## Problem to work on
Among the entries that follow, find every line with the word "offset" and list it.

## Task input
━━━━━━━━━━━━━━━━━━━━━━━━━━━━━━
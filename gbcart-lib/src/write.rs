//! Writing save RAM and programming flash cartridges.
//!
//! Writes are never rolled back. Once any byte has been committed, a
//! failure is reported as `WriteInterrupted` carrying the cause.

use std::time::Instant;

use gbcart_core::Header;

use crate::codec::{AddressCommand, STATUS_SIZE};
use crate::error::CartError;
use crate::flash::{ERASE_DONE, FlashProfile, JedecSequence};
use crate::geometry::Geometry;
use crate::progress::{Operation, ProgressSink, TransferProgress};
use crate::read::finish_ram_access;
use crate::transfer::Transfer;
use crate::wire::Wire;

/// Writes data onto a cartridge through a held link.
pub struct WriteEngine<'a> {
    wire: &'a Wire<'a>,
    flash: &'a FlashProfile,
    progress: &'a dyn ProgressSink,
}

impl<'a> WriteEngine<'a> {
    pub fn new(wire: &'a Wire<'a>, flash: &'a FlashProfile, progress: &'a dyn ProgressSink) -> Self {
        Self {
            wire,
            flash,
            progress,
        }
    }

    /// Overwrite save RAM with `data`, which must be exactly `ram_size` bytes.
    pub fn restore_save(&self, geometry: &Geometry, data: &[u8]) -> Result<(), CartError> {
        self.write_save(geometry, data, Operation::WriteSave)
    }

    /// Fill save RAM with zeros.
    pub fn erase_save(&self, geometry: &Geometry) -> Result<(), CartError> {
        let zeros = vec![0u8; geometry.ram_size as usize];
        self.write_save(geometry, &zeros, Operation::EraseSave)
    }

    fn write_save(
        &self,
        geometry: &Geometry,
        data: &[u8],
        operation: Operation,
    ) -> Result<(), CartError> {
        if !geometry.has_save_ram() {
            return Err(CartError::NoSaveRam);
        }
        if data.len() as u64 != geometry.ram_size {
            return Err(CartError::SizeMismatch {
                expected: geometry.ram_size,
                actual: data.len() as u64,
            });
        }
        self.progress.report(TransferProgress::Started {
            operation,
            total_bytes: geometry.ram_size,
        });
        let mut transfer = Transfer::new(geometry.ram_size, self.wire.cancel_token().clone());

        self.wire.send(&Geometry::toggle_ram(true))?;
        let result = self.write_ram_banks(geometry, data, &mut transfer);
        finish_ram_access(self.wire, &result);
        result.map_err(|e| interrupted(&transfer, e))
    }

    fn write_ram_banks(
        &self,
        geometry: &Geometry,
        data: &[u8],
        transfer: &mut Transfer,
    ) -> Result<(), CartError> {
        let windows = geometry.ram_windows();
        let chunks = data.chunks(geometry.ram_bank_size as usize);
        for (index, (window, chunk)) in windows.iter().zip(chunks).enumerate() {
            self.wire.checkpoint()?;
            self.progress.report(TransferProgress::Bank {
                index,
                count: windows.len(),
            });
            if geometry.needs_ram_fix() {
                self.wire.discard_page(0)?;
            }
            self.wire.send_all(&geometry.select_ram_bank(window.bank))?;
            self.wire
                .write_window(window.address, chunk, transfer, self.progress)?;
        }
        Ok(())
    }

    /// Erase the whole flash chip and wait for it to report completion.
    pub fn erase_flash(&self) -> Result<(), CartError> {
        let sequence = self.flash.sequence()?;
        self.progress.report(TransferProgress::Started {
            operation: Operation::EraseFlash,
            total_bytes: 0,
        });
        self.prepare_erase(sequence)?;
        self.erase_chip(sequence)
    }

    /// Select the write pin and put the chip in read-array mode. Nothing on
    /// the chip changes yet.
    fn prepare_erase(&self, sequence: &JedecSequence) -> Result<(), CartError> {
        if let Some(pin) = self.flash.we_pin {
            self.wire.send(&AddressCommand::PinMode(pin))?;
        }
        self.wire.send_acked(&sequence.reset_command())?;
        self.wire.discard_page(0)
    }

    fn erase_chip(&self, sequence: &JedecSequence) -> Result<(), CartError> {
        for command in sequence.erase_commands() {
            self.wire.send_acked(&command)?;
        }
        if let Err(e) = self.poll_erase() {
            if matches!(e, CartError::EraseTimedOut { .. })
                && self.wire.send_acked(&sequence.reset_command()).is_err()
            {
                log::debug!("could not reset flash after giving up on erase");
            }
            return Err(e);
        }
        self.wire.send_acked(&sequence.reset_command())
    }

    /// Poll the status byte at address 0 until the chip reads back 0xFF.
    fn poll_erase(&self) -> Result<(), CartError> {
        let timing = *self.wire.timing();
        let started = Instant::now();
        let mut polls = 0u32;

        self.wire.send(&AddressCommand::GoTo(0))?;
        self.wire.send(&AddressCommand::Read)?;
        loop {
            let status = match self.wire.receive(STATUS_SIZE) {
                Ok(status) => status[0],
                Err(e) => {
                    self.wire.stop_quietly();
                    return Err(e);
                }
            };
            polls += 1;
            self.progress.report(TransferProgress::Polling { attempts: polls });
            if status == ERASE_DONE {
                break;
            }

            let elapsed = started.elapsed();
            let over_limit = timing.erase_poll_limit.is_some_and(|limit| polls >= limit);
            if elapsed >= timing.erase || over_limit {
                self.wire.stop_quietly();
                return Err(CartError::EraseTimedOut { polls, elapsed });
            }
            if let Err(e) = self.wire.checkpoint() {
                self.wire.stop_quietly();
                return Err(e);
            }
            self.wire.send(&AddressCommand::Continue)?;
        }
        log::debug!("flash erase finished after {} polls", polls);
        self.wire.send(&AddressCommand::Stop)
    }

    /// Erase the chip and program `image` onto it.
    ///
    /// The image must carry a valid header and be exactly as large as that
    /// header declares.
    pub fn write_flash(&self, image: &[u8]) -> Result<Header, CartError> {
        let sequence = self.flash.sequence()?;
        let header = Header::parse(image)?;
        let geometry = Geometry::new(&header)?;
        if image.len() as u64 != geometry.rom_size {
            return Err(CartError::SizeMismatch {
                expected: geometry.rom_size,
                actual: image.len() as u64,
            });
        }

        self.progress.report(TransferProgress::Started {
            operation: Operation::EraseFlash,
            total_bytes: 0,
        });
        self.prepare_erase(sequence)?;
        // Once the erase command is out the old contents are gone
        self.erase_chip(sequence)
            .map_err(|e| CartError::interrupted(0, geometry.rom_size, e))?;

        self.progress.report(TransferProgress::Started {
            operation: Operation::WriteFlash,
            total_bytes: geometry.rom_size,
        });
        let mut transfer = Transfer::new(geometry.rom_size, self.wire.cancel_token().clone());
        let result = self.program(sequence, &geometry, image, &mut transfer);
        result.map_err(|e| interrupted(&transfer, e))?;
        Ok(header)
    }

    fn program(
        &self,
        sequence: &JedecSequence,
        geometry: &Geometry,
        image: &[u8],
        transfer: &mut Transfer,
    ) -> Result<(), CartError> {
        for command in sequence.program_commands() {
            self.wire.send_acked(&command)?;
        }
        let windows = geometry.rom_windows();
        let mut offset = 0usize;
        for (index, window) in windows.iter().enumerate() {
            self.wire.checkpoint()?;
            self.progress.report(TransferProgress::Bank {
                index,
                count: windows.len(),
            });
            self.wire.send_all(&geometry.select_rom_bank(window.bank))?;
            let end = offset + window.len as usize;
            self.wire
                .write_window(window.address, &image[offset..end], transfer, self.progress)?;
            offset = end;
        }
        self.wire.send_acked(&sequence.reset_command())
    }
}

/// Wrap `err` as `WriteInterrupted` once any byte of `transfer` was written.
fn interrupted(transfer: &Transfer, err: CartError) -> CartError {
    if transfer.completed() == 0 {
        err
    } else {
        CartError::interrupted(transfer.completed(), transfer.target(), err)
    }
}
━━━━━━━━━━━━━━━━━━━━━━━━━━━━━━
## Solution
        let mut offset = 0usize;
            let end = offset + window.len as usize;
                .write_window(window.address, &image[offset..end], transfer, self.progress)?;
            offset = end;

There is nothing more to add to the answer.